Whether you work on a team or as an individual contributor, remember you never look bad making somebody else look good.

If Michael Jordan, in all his “Airness” and awesomeness, can make the extra pass, so can you and I.

Especially for leaders or those who aspire to become leaders, it’s less about what you can do, and all about how well you can inspire and motivate others to achieve a goal, an objective, or simply reach their full potential.

 

To Have More Fun At Work, Become A Student Of The Game

It’s true in sports, and it’s true at work.  If you want to be great, become the cream of the crop, and rise to the top of your peer group, ultimately getting that promotion or bump in pay, be a student of the game.

Even if you’re not interested in that bump, promotion, or being known for your expertise, but long for a little more fun where you work, becoming a student of the game, in your own business, trade, or craft will absolutely, positively result in having MORE FUN, over time.

I used to watch and listen to my coaches breaking down offenses, defenses, techniques, and the effectiveness of this drill or that one.

Later in life, I found myself sitting at lunch with a Vice President, a mentor of mine, when he said, “You have to have a never-ending thirst for knowledge of your business; dive into as much data as you can get your hands on, and learn as much as you can…”

I don’t think it resonated back then, but it’s crystal clear to me now.

Watch Lebron, Kyrie, Steph, KD, and Draymond over this next week or so.  Better yet, watch the role players who are as important and as integral in their team’s success, like David West and Shaun Livingston from the Golden State Warriors or Tristan Thompson and Richard Jefferson from the Cleveland Cavaliers.  Their “Basketball IQ”  is well above average, and that’s the reason these two teams are the last men standing in what has already been one of the greatest NBA Finals in the history of the league.

When we watch the way Lebron effortlessly takes a dribble and a half, off yet another rebounded missed shot, and whips it 90 feet over the heads of three Warrior players, dropping it perfectly into Kyrie’s hands, in-stride, for a layup, it’s remarkable.

When Steph starts out with a few bricks, missing a handful of jump shots, but craftily finds his way in and out and in between and slithering and slashing through (albeit poor defensive efforts outta) the Cavs, ultimately getting to the free-throw line where he was a perfect 14 for 14; we can tell he didn’t spend his childhood, teenage, and even his college and professional years chill’n on the couch. (He ended up with 32 points (7-17 FG, 4-11 3Pt, 14-14 FT) to go along with 11 assists, 10 rebounds and one steal across 36 minutes during Sunday’s 132-113 victory over the Cavaliers.

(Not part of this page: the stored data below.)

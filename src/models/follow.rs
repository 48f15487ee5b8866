//! Social graph types

use serde::{Deserialize, Serialize};

/// Compact view of a user inside a follower/following list
#[derive(Debug, Clone, PartialEq, Eq, Serialize, Deserialize)]
pub struct UserSummary {
    pub id: i64,
    pub username: String,
}

/// Sizes of both sides of a user's relationships
#[derive(Debug, Clone, Copy, Default, PartialEq, Eq, Serialize, Deserialize)]
pub struct FollowCounts {
    pub followers: i64,
    pub following: i64,
}

/// Result of a follow or unfollow request
#[derive(Debug, Clone, Copy, PartialEq, Eq)]
pub enum FollowOutcome {
    /// The edge was added or removed
    Changed,
    /// The graph already had the requested shape
    Unchanged,
}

The kids call that, “video game numbers”.)

We could go on and on about their wizardry on the court and their stats.  The point is it didn’t happen overnight, and they didn’t get this good by accident.  It took hard work, effort, dedication, and countless hours of practice to develop their skills and talent.

They also took a very cerebral approach, to learn and master their craft.

In Ballgames To Boardrooms: Leadership, Business, and Life Lessons From Our Coaches We Never Knew We Needed, I talk about the idea of becoming a student of the game as a sure fire way to ultimately have more fun at work

Usually when we’re not having any fun, it’s because we’re anxious, worried, scared, or uncomfortable with a particular situation.

Back in the Day, Playing Sports

We might have been uncomfortable in certain situations when we were younger, playing sports, whatever your sport may have been.  Remember?  On the playground or that time in a game when you and your team were outmatched?  The other team had that one player who was a step ahead of you, all over the court or field.  Gross.  Embarrassing.  No fun.

Present Day, at Work, Today

How about today, at your job.  Remember when you first started your role, wherever you work or used to work?  Remember how everyone else knew every little thing about every little thing going on with the business or in the operation.  Maybe this was even last week!  Or today!  How annoying and how uncomfortable are those meetings when people are dissecting spreadsheets, equations, and using all the buzzwords – all of them – and you’re like, “wait, what…can we back up?”

Little to no fun.

Contrast that with other situations in which you’re up to speed, comfortable, fully understand the questions, challenges, and dialogue.  You feel smarter, you’re more confident, you add more value, and my guess is, you have more fun.  The difference is usually the level of effort or amount of time you’ve spent mastering the skill, the role, or the craft.

Watch Steph, KD, Draymond, and Lebron, Kyrie, and K. Love for the rest of these NBA Finals.  We should add a new, relevant stat to the mix – QUANTITY OF SMILES – giving us somewhat of a FUN-O-METER.  I think Steph and KD both would have had a Quadruple-Double on Sunday, with double-figure SMILES as a stat.

They have more fun, because they’ve clearly mastered their craft.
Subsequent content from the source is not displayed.